● Activity: Report every line from the material that contains the word "Option".

● Records for this task:
•••

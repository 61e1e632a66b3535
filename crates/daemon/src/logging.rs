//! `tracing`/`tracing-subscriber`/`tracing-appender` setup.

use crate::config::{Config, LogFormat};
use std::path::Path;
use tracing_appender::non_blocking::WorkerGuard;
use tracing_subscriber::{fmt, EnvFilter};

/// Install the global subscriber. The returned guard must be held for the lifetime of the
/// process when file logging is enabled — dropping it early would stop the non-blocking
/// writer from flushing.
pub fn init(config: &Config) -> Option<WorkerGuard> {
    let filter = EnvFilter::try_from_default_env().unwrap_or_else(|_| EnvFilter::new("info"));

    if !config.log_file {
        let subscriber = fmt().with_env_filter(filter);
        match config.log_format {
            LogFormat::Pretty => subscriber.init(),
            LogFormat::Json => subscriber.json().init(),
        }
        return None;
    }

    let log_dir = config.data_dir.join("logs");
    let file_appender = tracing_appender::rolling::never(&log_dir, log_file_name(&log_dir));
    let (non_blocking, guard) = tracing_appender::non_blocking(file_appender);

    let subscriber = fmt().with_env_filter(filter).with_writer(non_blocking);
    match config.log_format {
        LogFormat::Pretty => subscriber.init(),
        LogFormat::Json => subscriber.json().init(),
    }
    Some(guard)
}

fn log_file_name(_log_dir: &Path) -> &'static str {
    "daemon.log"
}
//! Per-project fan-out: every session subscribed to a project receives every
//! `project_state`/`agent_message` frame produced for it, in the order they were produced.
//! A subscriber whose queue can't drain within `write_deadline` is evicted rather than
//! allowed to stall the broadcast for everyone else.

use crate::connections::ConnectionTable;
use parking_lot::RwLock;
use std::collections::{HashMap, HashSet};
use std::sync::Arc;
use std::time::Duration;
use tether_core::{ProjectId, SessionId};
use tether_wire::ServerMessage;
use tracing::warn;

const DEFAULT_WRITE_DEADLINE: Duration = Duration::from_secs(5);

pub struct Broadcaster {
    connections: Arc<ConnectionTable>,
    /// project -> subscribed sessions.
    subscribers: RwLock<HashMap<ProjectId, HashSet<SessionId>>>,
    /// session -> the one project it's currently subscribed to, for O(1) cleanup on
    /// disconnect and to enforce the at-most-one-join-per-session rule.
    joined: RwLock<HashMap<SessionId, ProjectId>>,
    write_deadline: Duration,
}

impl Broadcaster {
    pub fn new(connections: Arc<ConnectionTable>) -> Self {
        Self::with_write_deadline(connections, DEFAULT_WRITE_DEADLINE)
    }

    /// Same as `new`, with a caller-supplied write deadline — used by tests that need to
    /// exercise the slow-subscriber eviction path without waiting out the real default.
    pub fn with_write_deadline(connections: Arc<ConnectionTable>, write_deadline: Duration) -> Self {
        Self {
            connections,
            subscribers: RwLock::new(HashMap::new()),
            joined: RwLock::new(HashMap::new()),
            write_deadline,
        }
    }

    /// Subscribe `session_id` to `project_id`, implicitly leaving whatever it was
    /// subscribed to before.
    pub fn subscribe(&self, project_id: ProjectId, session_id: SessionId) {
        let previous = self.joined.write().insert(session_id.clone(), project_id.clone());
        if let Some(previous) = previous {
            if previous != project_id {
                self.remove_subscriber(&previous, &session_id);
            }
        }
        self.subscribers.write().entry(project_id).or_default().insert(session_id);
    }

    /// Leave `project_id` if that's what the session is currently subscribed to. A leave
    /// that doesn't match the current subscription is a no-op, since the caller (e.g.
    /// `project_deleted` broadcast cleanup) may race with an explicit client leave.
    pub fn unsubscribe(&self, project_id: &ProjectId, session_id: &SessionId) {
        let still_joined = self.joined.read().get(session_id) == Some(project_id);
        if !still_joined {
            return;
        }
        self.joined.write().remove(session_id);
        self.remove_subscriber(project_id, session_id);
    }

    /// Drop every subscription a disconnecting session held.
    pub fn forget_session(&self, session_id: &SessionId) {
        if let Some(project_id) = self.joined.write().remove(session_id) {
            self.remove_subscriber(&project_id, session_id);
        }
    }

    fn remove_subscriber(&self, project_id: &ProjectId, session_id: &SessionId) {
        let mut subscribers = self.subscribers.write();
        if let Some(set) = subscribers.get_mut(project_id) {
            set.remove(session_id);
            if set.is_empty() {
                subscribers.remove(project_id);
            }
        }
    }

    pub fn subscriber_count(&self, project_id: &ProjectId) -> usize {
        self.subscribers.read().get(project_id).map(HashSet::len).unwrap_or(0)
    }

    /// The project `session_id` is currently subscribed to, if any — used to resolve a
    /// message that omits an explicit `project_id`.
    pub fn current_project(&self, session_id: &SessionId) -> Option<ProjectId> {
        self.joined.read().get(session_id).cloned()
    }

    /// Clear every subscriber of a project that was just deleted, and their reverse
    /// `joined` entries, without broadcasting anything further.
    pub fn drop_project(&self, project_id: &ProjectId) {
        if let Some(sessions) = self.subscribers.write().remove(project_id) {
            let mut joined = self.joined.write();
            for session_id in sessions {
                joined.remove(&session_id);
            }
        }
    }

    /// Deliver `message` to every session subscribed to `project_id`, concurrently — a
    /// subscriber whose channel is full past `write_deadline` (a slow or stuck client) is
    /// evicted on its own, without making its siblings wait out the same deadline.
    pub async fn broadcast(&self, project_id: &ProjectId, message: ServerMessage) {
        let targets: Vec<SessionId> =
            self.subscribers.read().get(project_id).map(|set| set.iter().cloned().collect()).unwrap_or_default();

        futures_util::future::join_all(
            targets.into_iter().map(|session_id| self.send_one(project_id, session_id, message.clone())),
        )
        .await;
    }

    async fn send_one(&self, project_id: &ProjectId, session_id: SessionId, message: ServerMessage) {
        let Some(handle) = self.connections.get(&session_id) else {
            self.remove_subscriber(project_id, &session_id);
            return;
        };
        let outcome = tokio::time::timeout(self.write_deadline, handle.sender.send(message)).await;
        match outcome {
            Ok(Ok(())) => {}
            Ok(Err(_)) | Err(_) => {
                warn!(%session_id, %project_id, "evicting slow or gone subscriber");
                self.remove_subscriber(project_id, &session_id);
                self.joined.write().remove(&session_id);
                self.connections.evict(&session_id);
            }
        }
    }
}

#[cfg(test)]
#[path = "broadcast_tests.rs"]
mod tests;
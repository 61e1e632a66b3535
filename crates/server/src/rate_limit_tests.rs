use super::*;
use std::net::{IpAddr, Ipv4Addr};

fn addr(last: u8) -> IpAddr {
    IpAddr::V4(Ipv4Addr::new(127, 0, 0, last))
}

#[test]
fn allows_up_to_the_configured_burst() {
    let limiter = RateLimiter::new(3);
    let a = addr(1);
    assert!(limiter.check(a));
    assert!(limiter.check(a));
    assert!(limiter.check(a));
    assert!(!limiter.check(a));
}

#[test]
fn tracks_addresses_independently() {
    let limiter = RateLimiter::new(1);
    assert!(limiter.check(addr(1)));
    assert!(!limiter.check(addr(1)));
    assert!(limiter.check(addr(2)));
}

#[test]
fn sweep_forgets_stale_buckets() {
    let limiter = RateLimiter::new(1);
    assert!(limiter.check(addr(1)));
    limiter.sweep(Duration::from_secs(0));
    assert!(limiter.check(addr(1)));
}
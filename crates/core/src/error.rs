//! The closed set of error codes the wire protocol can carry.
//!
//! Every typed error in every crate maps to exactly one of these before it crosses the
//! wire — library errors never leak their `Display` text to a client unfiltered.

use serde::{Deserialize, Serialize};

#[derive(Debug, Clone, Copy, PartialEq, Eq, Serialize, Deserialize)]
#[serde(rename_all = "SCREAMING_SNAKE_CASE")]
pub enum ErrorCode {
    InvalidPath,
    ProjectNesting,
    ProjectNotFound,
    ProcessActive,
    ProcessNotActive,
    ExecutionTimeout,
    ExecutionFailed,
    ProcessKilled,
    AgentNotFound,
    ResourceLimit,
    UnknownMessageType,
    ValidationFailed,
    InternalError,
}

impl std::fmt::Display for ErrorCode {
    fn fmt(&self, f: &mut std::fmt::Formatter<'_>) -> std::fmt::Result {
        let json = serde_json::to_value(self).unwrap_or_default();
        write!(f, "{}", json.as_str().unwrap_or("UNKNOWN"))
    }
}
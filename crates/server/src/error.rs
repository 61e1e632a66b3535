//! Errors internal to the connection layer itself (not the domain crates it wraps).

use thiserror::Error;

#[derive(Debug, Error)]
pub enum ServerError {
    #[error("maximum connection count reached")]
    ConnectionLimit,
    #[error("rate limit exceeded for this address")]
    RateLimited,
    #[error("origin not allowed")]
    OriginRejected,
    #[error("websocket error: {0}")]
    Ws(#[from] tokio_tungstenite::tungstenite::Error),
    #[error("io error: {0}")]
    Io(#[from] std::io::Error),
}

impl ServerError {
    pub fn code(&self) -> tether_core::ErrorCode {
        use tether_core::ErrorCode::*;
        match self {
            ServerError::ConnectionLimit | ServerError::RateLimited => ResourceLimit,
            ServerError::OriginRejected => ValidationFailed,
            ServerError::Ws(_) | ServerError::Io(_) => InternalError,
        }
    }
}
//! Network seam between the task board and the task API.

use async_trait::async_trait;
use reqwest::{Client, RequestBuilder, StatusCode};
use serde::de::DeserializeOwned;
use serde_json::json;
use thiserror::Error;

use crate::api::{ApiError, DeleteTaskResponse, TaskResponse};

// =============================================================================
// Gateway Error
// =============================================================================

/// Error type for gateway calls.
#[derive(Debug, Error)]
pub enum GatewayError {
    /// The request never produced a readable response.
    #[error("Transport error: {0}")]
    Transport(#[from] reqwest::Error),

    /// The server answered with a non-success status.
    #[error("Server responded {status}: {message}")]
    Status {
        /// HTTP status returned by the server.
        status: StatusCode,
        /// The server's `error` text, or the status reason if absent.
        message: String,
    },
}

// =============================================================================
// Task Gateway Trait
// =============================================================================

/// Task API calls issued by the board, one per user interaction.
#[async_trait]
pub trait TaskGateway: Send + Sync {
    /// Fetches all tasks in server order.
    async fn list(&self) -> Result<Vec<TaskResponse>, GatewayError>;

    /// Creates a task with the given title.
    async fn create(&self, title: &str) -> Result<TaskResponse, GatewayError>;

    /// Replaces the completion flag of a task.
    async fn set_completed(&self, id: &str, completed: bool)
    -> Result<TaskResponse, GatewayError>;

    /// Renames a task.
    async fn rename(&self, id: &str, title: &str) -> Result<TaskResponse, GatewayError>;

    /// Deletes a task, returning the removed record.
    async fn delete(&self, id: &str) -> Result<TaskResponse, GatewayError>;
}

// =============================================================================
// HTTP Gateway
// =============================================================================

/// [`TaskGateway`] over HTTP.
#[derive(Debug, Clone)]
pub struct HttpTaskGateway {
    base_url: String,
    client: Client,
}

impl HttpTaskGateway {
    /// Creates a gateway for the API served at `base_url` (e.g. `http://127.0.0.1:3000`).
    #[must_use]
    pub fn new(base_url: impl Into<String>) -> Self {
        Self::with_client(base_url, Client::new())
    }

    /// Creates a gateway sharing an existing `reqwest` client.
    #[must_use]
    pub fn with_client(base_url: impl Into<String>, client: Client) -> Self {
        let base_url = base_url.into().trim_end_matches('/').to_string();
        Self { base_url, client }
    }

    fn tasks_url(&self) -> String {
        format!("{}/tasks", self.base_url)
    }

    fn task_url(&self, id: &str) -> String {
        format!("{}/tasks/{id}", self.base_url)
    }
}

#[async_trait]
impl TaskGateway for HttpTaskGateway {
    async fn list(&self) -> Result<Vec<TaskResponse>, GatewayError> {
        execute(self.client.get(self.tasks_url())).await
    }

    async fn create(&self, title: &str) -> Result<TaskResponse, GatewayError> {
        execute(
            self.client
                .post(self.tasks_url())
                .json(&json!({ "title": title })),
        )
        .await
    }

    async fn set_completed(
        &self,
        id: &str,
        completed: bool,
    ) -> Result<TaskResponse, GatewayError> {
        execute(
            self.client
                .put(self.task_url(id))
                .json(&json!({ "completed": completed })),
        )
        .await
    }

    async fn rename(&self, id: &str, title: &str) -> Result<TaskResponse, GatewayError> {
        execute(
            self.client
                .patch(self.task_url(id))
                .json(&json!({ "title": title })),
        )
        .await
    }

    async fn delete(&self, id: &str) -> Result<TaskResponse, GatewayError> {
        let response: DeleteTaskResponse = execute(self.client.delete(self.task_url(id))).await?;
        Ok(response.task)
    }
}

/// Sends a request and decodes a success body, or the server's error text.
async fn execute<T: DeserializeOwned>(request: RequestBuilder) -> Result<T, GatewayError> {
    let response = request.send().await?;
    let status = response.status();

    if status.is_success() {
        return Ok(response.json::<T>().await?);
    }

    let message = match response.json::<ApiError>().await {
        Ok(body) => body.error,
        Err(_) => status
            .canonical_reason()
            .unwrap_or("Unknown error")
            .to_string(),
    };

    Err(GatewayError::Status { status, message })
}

•••

● Result:
pub fn init(config: &Config) -> Option<WorkerGuard> {
    pub fn current_project(&self, session_id: &SessionId) -> Option<ProjectId> {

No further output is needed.